TASK ITEM
Taking the line with "for x in [0.5, 1.0, 3.0, 10.0]" as the first and the line with "pub fn is_none(&self)" as the last, set down exactly every line in that range from the entries below, and no more.

--- DATASET EXCERPTS Enclosed Below ---

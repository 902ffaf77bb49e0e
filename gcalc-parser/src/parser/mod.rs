//! The backtracking recursive-descent parser.
//!
//! # Grammar
//!
//! ```text
//! S ::= A
//! A ::= A '+' M | A '-' M | M
//! M ::= M '*' E | M '/' E | E
//! E ::= P '^' E | 'log' P | P
//! P ::= '(' S ')' | L | V
//! L ::= <floating-point literal>
//! V ::= 'x'
//! ```
//!
//! Every space character is removed from the input before parsing begins.
//!
//! # Search strategy
//!
//! Each nonterminal is parsed from a complete substring: a production only succeeds if it
//! accounts for every character it is given. For the binary productions (`A`, `M`, and `E`), the
//! parser scans the substring left to right for the operator character, and commits to the first
//! position at which the text before the operator parses as the left operand **and** the text
//! after it parses as the right operand. If no position works for one operator, the next
//! operator is tried, and finally the next-tighter nonterminal on its own.
//!
//! Because the left operand of `A` and `M` is parsed with the same nonterminal, chains of `+`,
//! `-`, `*`, and `/` associate to the left (`8/2/2` is `(8/2)/2`), while `^` only recurses on its
//! right operand and associates to the right (`2^x^3` is `2^(x^3)`).
//!
//! Nothing is cached between trials, so the search is exponential in the worst case on deeply
//! nested input.

pub mod binary;
pub mod error;
pub mod literal;
pub mod paren;

use error::ParseFailure;
use gcalc_expr::Expr;
use log::debug;
use std::cell::Cell;

/// The nonterminals of the grammar.
#[derive(Debug, Clone, Copy, PartialEq, Eq)]
pub enum Rule {
    /// `S`, the start symbol.
    Start,

    /// `A`, addition and subtraction.
    Additive,

    /// `M`, multiplication and division.
    Multiplicative,

    /// `E`, exponentiation and logarithms.
    Exponential,

    /// `P`, parenthesized expressions, literals, and the variable.
    Primary,
}

/// A parser for a single expression.
#[derive(Debug, Clone)]
pub struct Parser<'source> {
    /// The text given to the parser, before spaces are removed.
    source: &'source str,

    /// The number of substrings the parser has tried to match against a nonterminal so far.
    attempts: Cell<usize>,
}

impl<'source> Parser<'source> {
    /// Create a new parser for the given source.
    pub fn new(source: &'source str) -> Self {
        Self {
            source,
            attempts: Cell::new(0),
        }
    }

    /// Returns the number of substrings the parser has tried to match against a nonterminal.
    pub fn attempts(&self) -> usize {
        self.attempts.get()
    }

    /// Parses the entire source as an expression. All of the source must be matched by the
    /// grammar; if not, a [`ParseFailure`] is returned.
    pub fn try_parse_full(&self) -> Result<Expr, ParseFailure> {
        let condensed = self.source.replace(' ', "");
        let result = self.parse_rule(Rule::Start, &condensed);
        debug!(
            "parsing `{}` {} after {} attempts",
            self.source,
            if result.is_some() { "succeeded" } else { "failed" },
            self.attempts(),
        );
        result.ok_or_else(|| ParseFailure::new(self.source))
    }

    /// Parses the whole of `s` as the given nonterminal, returning [`None`] if it does not match.
    pub fn parse_rule(&self, rule: Rule, s: &str) -> Option<Expr> {
        self.attempts.set(self.attempts.get() + 1);
        match rule {
            Rule::Start | Rule::Additive => self.parse_additive(s),
            Rule::Multiplicative => self.parse_multiplicative(s),
            Rule::Exponential => self.parse_exponential(s),
            Rule::Primary => self.parse_primary(s),
        }
    }
}

/// Parses the given text into an expression tree.
///
/// ```
/// use gcalc_parser::parse;
///
/// let expr = parse("10*2+12-4.").unwrap();
/// assert_eq!(expr.evaluate(0.0), 28.0);
/// ```
pub fn parse(source: &str) -> Result<Expr, ParseFailure> {
    Parser::new(source).try_parse_full()
}

#[cfg(test)]
mod tests {
    use assert_float_eq::*;
    use gcalc_expr::{ProductOp, SumOp};
    use pretty_assertions::assert_eq;
    use super::*;

    #[test]
    fn literal() {
        assert_eq!(parse("16").unwrap(), Expr::Literal(16.0));
        assert_eq!(parse("3.14").unwrap(), Expr::Literal(3.14));
    }

    #[test]
    fn variable() {
        assert_eq!(parse("x").unwrap(), Expr::Variable);
    }

    #[test]
    fn spaces_are_removed() {
        assert_eq!(parse(" 1 0 * x ").unwrap(), parse("10*x").unwrap());
    }

    #[test]
    fn arithmetic_chain() {
        let expr = parse("10*2+12-4.").unwrap();

        // ((10 * 2) + 12) - 4
        assert_eq!(expr, Expr::sum(
            Expr::sum(
                Expr::product(Expr::literal(10.0), ProductOp::Mul, Expr::literal(2.0)),
                SumOp::Add,
                Expr::literal(12.0),
            ),
            SumOp::Sub,
            Expr::literal(4.0),
        ));
        for x in [-1.0, 0.0, 3.0] {
            assert_eq!(expr.evaluate(x), 28.0);
        }
    }

    #[test]
    fn additive_left_associativity() {
        assert_eq!(parse("1+2-3").unwrap(), Expr::sum(
            Expr::sum(Expr::literal(1.0), SumOp::Add, Expr::literal(2.0)),
            SumOp::Sub,
            Expr::literal(3.0),
        ));
        assert_eq!(parse("5-2-1").unwrap().evaluate(0.0), 2.0);
    }

    #[test]
    fn multiplicative_left_associativity() {
        let expr = parse("8/2/2").unwrap();
        assert_eq!(expr, Expr::product(
            Expr::product(Expr::literal(8.0), ProductOp::Div, Expr::literal(2.0)),
            ProductOp::Div,
            Expr::literal(2.0),
        ));
        assert_eq!(expr.evaluate(0.0), 2.0);
    }

    #[test]
    fn power_right_associativity() {
        let expr = parse("2^x^3").unwrap();
        assert_eq!(expr, Expr::power(
            Expr::literal(2.0),
            Expr::power(Expr::Variable, Expr::literal(3.0)),
        ));
        assert_float_absolute_eq!(expr.evaluate(2.0), 256.0, 1e-9);
    }

    #[test]
    fn precedence() {
        // (1 + 2 * 3) - 4 / 2^2
        let expr = parse("1+2*3-4/2^2").unwrap();
        assert_eq!(expr, Expr::sum(
            Expr::sum(
                Expr::literal(1.0),
                SumOp::Add,
                Expr::product(Expr::literal(2.0), ProductOp::Mul, Expr::literal(3.0)),
            ),
            SumOp::Sub,
            Expr::product(
                Expr::literal(4.0),
                ProductOp::Div,
                Expr::power(Expr::literal(2.0), Expr::literal(2.0)),
            ),
        ));
        assert_eq!(expr.evaluate(0.0), 6.0);
    }

    #[test]
    fn signed_literal_operands() {
        // the sign is part of the literal
        assert_eq!(parse("2*-3").unwrap(), Expr::product(
            Expr::literal(2.0),
            ProductOp::Mul,
            Expr::literal(-3.0),
        ));
        assert_eq!(parse("x--1").unwrap().evaluate(1.0), 2.0);
    }

    #[test]
    fn parenthesized() {
        let expr = parse("(x+1)*2").unwrap();
        assert_eq!(expr, Expr::product(
            Expr::paren(Expr::sum(Expr::Variable, SumOp::Add, Expr::literal(1.0))),
            ProductOp::Mul,
            Expr::literal(2.0),
        ));
        assert_eq!(expr.evaluate(2.0), 6.0);
    }

    #[test]
    fn logarithm() {
        let expr = parse("log(x)").unwrap();
        assert_eq!(expr, Expr::log(Expr::paren(Expr::Variable)));
        assert_float_absolute_eq!(expr.evaluate(std::f64::consts::E), 1.0, 1e-12);

        // the argument may also be a bare literal or the variable
        assert_eq!(parse("logx").unwrap(), Expr::log(Expr::Variable));
        assert_eq!(parse("log 2").unwrap(), Expr::log(Expr::literal(2.0)));
    }

    #[test]
    fn logarithm_requires_primary_argument() {
        assert!(parse("logx+1").is_ok()); // (log x) + 1
        assert!(parse("log2*x").is_ok()); // (log 2) * x
        assert!(parse("log(x)^2").is_err()); // the base of `^` must be a primary
        assert!(parse("loglogx").is_err());
    }

    #[test]
    fn power_base_must_be_primary() {
        assert_eq!(parse("(x*2)^2").unwrap().evaluate(1.5), 9.0);
        assert!(parse("x^-2").is_ok());
    }

    #[test]
    fn unbalanced_parenthesis() {
        assert!(parse("(x+1").is_err());
        assert!(parse("x+1)").is_err());
        assert!(parse("()").is_err());
    }

    #[test]
    fn invalid_input() {
        for input in ["", "   ", "y", "x+", "*x", "2x", "x**2", "-x", "sin(x)"] {
            let err = parse(input).unwrap_err();
            assert_eq!(err.input, input);
        }
    }

    #[test]
    fn tabs_around_atoms_are_allowed() {
        assert_eq!(parse("\t2").unwrap(), Expr::literal(2.0));
        assert_eq!(parse("x\t+\t1").unwrap(), parse("x+1").unwrap());
    }

    #[test]
    fn counts_attempts() {
        let parser = Parser::new("x");
        parser.try_parse_full().unwrap();

        // S, M, E, P (paren fails, then literal and variable are checked without recursion)
        assert_eq!(parser.attempts(), 4);
    }

    #[test]
    fn deep_copy_evaluates_the_same() {
        let expr = parse("(x+1)/(x-2)*log(x)+x^0.5").unwrap();
        let copy = expr.deep_copy();
        for x in [0.5, 1.0, 3.0, 10.0] {
            assert_eq!(copy.evaluate(x).to_bits(), expr.evaluate(x).to_bits());
        }
    }

    #[test]
    fn derivatives_of_parsed_expressions() {
        let derivative = parse("x^2").unwrap().differentiate().unwrap();
        assert_float_absolute_eq!(derivative.evaluate(3.0), 6.0, 1e-9);

        let derivative = parse("x*x").unwrap().differentiate().unwrap();
        assert_float_absolute_eq!(derivative.evaluate(3.0), 6.0, 1e-9);

        let derivative = parse("log(x)").unwrap().differentiate().unwrap();
        assert_float_absolute_eq!(derivative.evaluate(4.0), 0.25, 1e-12);

        let derivative = parse("2^x").unwrap().differentiate().unwrap();
        assert_float_absolute_eq!(derivative.evaluate(3.0), 8.0 * 2f64.ln(), 1e-9);
    }

    #[test]
    fn general_power_has_no_derivative() {
        assert_eq!(parse("x^x").unwrap().differentiate(), Err(gcalc_expr::NoDerivative));
        assert_eq!(parse("2^3").unwrap().differentiate(), Err(gcalc_expr::NoDerivative));
    }

    #[test]
    fn render_parsed_sum() {
        assert_eq!(parse("x+1").unwrap().render(0), "+\n\tx\n\t1.0\n");
    }
}
//! Conversion of the internal selection into the plain shape handed to consumers.

use serde::{Deserialize, Serialize};

use crate::date::CalendarDate;
use crate::selection::Selection;

/// Serializable selection value.
///
/// Serializes untagged: a closed range as `{"start": .., "end": ..}`, a multiple
/// selection as an array of dates, a single selection as a date string, and
/// nothing as `null`.
#[derive(Debug, Clone, PartialEq, Eq, Serialize, Deserialize)]
#[serde(untagged)]
pub enum ExternalSelection {
    Range {
        start: CalendarDate,
        end: CalendarDate,
    },
    Multiple(Vec<CalendarDate>),
    Single(CalendarDate),
    None,
}

impl ExternalSelection {
    pub fn is_none(&self) -> bool {
        matches!(self, ExternalSelection::None)
    }
}

/// Flatten a [`Selection`] for export.
///
/// An open range has no exportable value yet and becomes `None`; an empty
/// multiple selection stays an (empty) array.
pub fn normalize_for_export(selection: &Selection) -> ExternalSelection {
    match selection {
        Selection::Single(Some(date)) => ExternalSelection::Single(*date),
        Selection::Single(None) => ExternalSelection::None,
        Selection::Multiple(dates) => ExternalSelection::Multiple(dates.clone()),
        Selection::Range(_) => match selection.closed_range() {
            Some((start, end)) => ExternalSelection::Range { start, end },
            None => ExternalSelection::None,
        },
    }
}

--- End of Enclosed DATASET EXCERPTS ---

TASK SOLUTION
        for x in [0.5, 1.0, 3.0, 10.0] {
            assert_eq!(copy.evaluate(x).to_bits(), expr.evaluate(x).to_bits());
        }
    }

    #[test]
    fn derivatives_of_parsed_expressions() {
        let derivative = parse("x^2").unwrap().differentiate().unwrap();
        assert_float_absolute_eq!(derivative.evaluate(3.0), 6.0, 1e-9);

        let derivative = parse("x*x").unwrap().differentiate().unwrap();
        assert_float_absolute_eq!(derivative.evaluate(3.0), 6.0, 1e-9);

        let derivative = parse("log(x)").unwrap().differentiate().unwrap();
        assert_float_absolute_eq!(derivative.evaluate(4.0), 0.25, 1e-12);

        let derivative = parse("2^x").unwrap().differentiate().unwrap();
        assert_float_absolute_eq!(derivative.evaluate(3.0), 8.0 * 2f64.ln(), 1e-9);
    }

    #[test]
    fn general_power_has_no_derivative() {
        assert_eq!(parse("x^x").unwrap().differentiate(), Err(gcalc_expr::NoDerivative));
        assert_eq!(parse("2^3").unwrap().differentiate(), Err(gcalc_expr::NoDerivative));
    }

    #[test]
    fn render_parsed_sum() {
        assert_eq!(parse("x+1").unwrap().render(0), "+\n\tx\n\t1.0\n");
    }
}
//! Conversion of the internal selection into the plain shape handed to consumers.

use serde::{Deserialize, Serialize};

use crate::date::CalendarDate;
use crate::selection::Selection;

/// Serializable selection value.
///
/// Serializes untagged: a closed range as `{"start": .., "end": ..}`, a multiple
/// selection as an array of dates, a single selection as a date string, and
/// nothing as `null`.
#[derive(Debug, Clone, PartialEq, Eq, Serialize, Deserialize)]
#[serde(untagged)]
pub enum ExternalSelection {
    Range {
        start: CalendarDate,
        end: CalendarDate,
    },
    Multiple(Vec<CalendarDate>),
    Single(CalendarDate),
    None,
}

impl ExternalSelection {
    pub fn is_none(&self) -> bool {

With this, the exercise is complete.